Peter Hutchinson
John Gibson Gallery
Peter Hutchinson showed his animate science-fiction landscapes in both scale models and photo-montages at the John Gibson Gallery. In the models, Hutchinson creates three types of encapsulated botanical or chemically self-contained and self-generating environments which flourish inside of hooked test tubes or glass cylinders and are set into fantastically contrasting natural landscapes. Inorganic, decaying, and primitive growths like molds, algae and mosses, or crystal-yielding chemical solutions proliferate within the enclosed tubes, which are surrounded by volcano, desert, or arctic scenes and terrains in the photo-montage projects as well as in the simulated but functioning models. Some of them will eventually he realized in immense full-scale proportions on actual sites which approximate those of the fantastic looking plans. The chemistry and biology of these tiny but complete life cycle environments are carefully worked out by Hutchinson, who seems to be as well versed in plant life as he is in the proportional disjunctions of the classic science-fiction set.

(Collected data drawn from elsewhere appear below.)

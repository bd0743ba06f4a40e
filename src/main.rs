use ik_otomasyon::config::Config;
use ik_otomasyon::error::SuiteError;
use ik_otomasyon::scenarios::{self, StepOutcome, StepReport};
use ik_otomasyon::state::TestDataStore;
use std::sync::Arc;
use tracing_subscriber::{layer::SubscriberExt, util::SubscriberInitExt};

#[tokio::main]
async fn main() -> Result<(), Box<dyn std::error::Error>> {
    // Load .env file
    match dotenvy::dotenv() {
        Ok(path) => eprintln!("✅ .env loaded from: {:?}", path),
        Err(e) => eprintln!("⚠️  .env not found: {}", e),
    }

    // Logging setup
    tracing_subscriber::registry()
        .with(
            tracing_subscriber::EnvFilter::try_from_default_env()
                .unwrap_or_else(|_| "info,ik_otomasyon=debug".into()),
        )
        .with(tracing_subscriber::fmt::layer())
        .init();

    tracing::info!("🚀 İK otomasyon senaryoları başlatılıyor...");

    // Config yükle
    let config = Arc::new(Config::from_env()?);
    tracing::info!("✅ Config yüklendi");
    tracing::info!("   Base URL: {}", config.base_url);
    tracing::info!("   WebDriver URL: {}", config.webdriver_url);
    tracing::info!("   Headless: {}", config.headless);
    tracing::info!("   Durum dosyası: {}", config.test_data_path);
    tracing::info!("   Artifacts: {}", config.artifacts_dir);

    let store = TestDataStore::new(&config.test_data_path);

    // Senaryo grupları sırayla çalışır, durum dosyası üzerinden zincirlenir
    let mut reports: Vec<StepReport> = Vec::new();

    collect(
        &mut reports,
        "Admin - Çalışan ve Sistem Kullanıcısı",
        scenarios::admin_create_employee::run(config.clone(), &store).await,
    );
    collect(
        &mut reports,
        "Admin - Süpervizör Atama",
        scenarios::admin_assign_supervisor::run(config.clone(), &store).await,
    );
    collect(
        &mut reports,
        "Çalışan - İzin Başvurusu",
        scenarios::employee_apply_leave::run(config.clone(), &store).await,
    );
    collect(
        &mut reports,
        "Süpervizör - İzin Onayı",
        scenarios::supervisor_approve_leave::run(config.clone(), &store).await,
    );
    collect(
        &mut reports,
        "Admin - İzin Doğrulama",
        scenarios::admin_verify_leave::run(config.clone(), &store).await,
    );

    // Özet
    tracing::info!("📋 Sonuçlar:");
    let mut failed = 0;
    let mut skipped = 0;
    for report in &reports {
        match &report.outcome {
            StepOutcome::Passed => tracing::info!("   ✅ {}", report.step),
            StepOutcome::Skipped(reason) => {
                skipped += 1;
                tracing::info!("   ⏭️ {} ({})", report.step, reason);
            }
            StepOutcome::Failed(reason) => {
                failed += 1;
                tracing::error!("   ❌ {}: {}", report.step, reason);
            }
        }
    }
    tracing::info!(
        "📊 Toplam: {} adım, {} başarısız, {} atlandı",
        reports.len(),
        failed,
        skipped
    );

    if failed > 0 {
        tracing::error!("❌ Senaryo başarısız adımlarla tamamlandı");
        std::process::exit(1);
    }

    tracing::info!("🏁 Tüm adımlar tamamlandı");
    Ok(())
}

fn collect(
    reports: &mut Vec<StepReport>,
    group: &str,
    result: Result<Vec<StepReport>, SuiteError>,
) {
    match result {
        Ok(mut group_reports) => reports.append(&mut group_reports),
        Err(e) => {
            // Grup kurulumu (ör. admin oturumu) başarısız; adımlar hiç koşmadı
            tracing::error!("❌ '{}' senaryosu çalıştırılamadı: {}", group, e);
            reports.push(StepReport::new(
                group,
                StepOutcome::Failed(e.to_string()),
            ));
        }
    }
}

What is especially enjoyable about these impossible looking projects is their wryly humorous juxtaposition and variation of scale and environments: contrasts between the artificial hothouse or test tube naturalism and the incredible but actual geography and ecology of the planned sites (glacial lakes, slopes of inactive volcanoes, mesa-desert turf, etc.) exhibit an originality of visual detailing as well as of a conceptual and formal scheme. I have the feeling that Hutchinson is well aware of his involvement with the picturesque (cf. Tillim’s article in Artforum, December, 1968), as he certainly admits to the fictive charm of his ecological combinations and geological projections. For some reason I find these models and photographs a bit less pretentious than other earthwork proposals and ideal systems speculated on or executed by some of Hutchinson’s colleagues (Smithson, Oppenheim, Heizer, et. al.). That he is content to simply call his showing “landscapes” rather than to dream up some pseudo-sculptural pedigreed misnomer, or to apply a scientistic label to his imagined constructions and visual documents, suggests that perhaps Hutchinson is more realistic about what he is doing.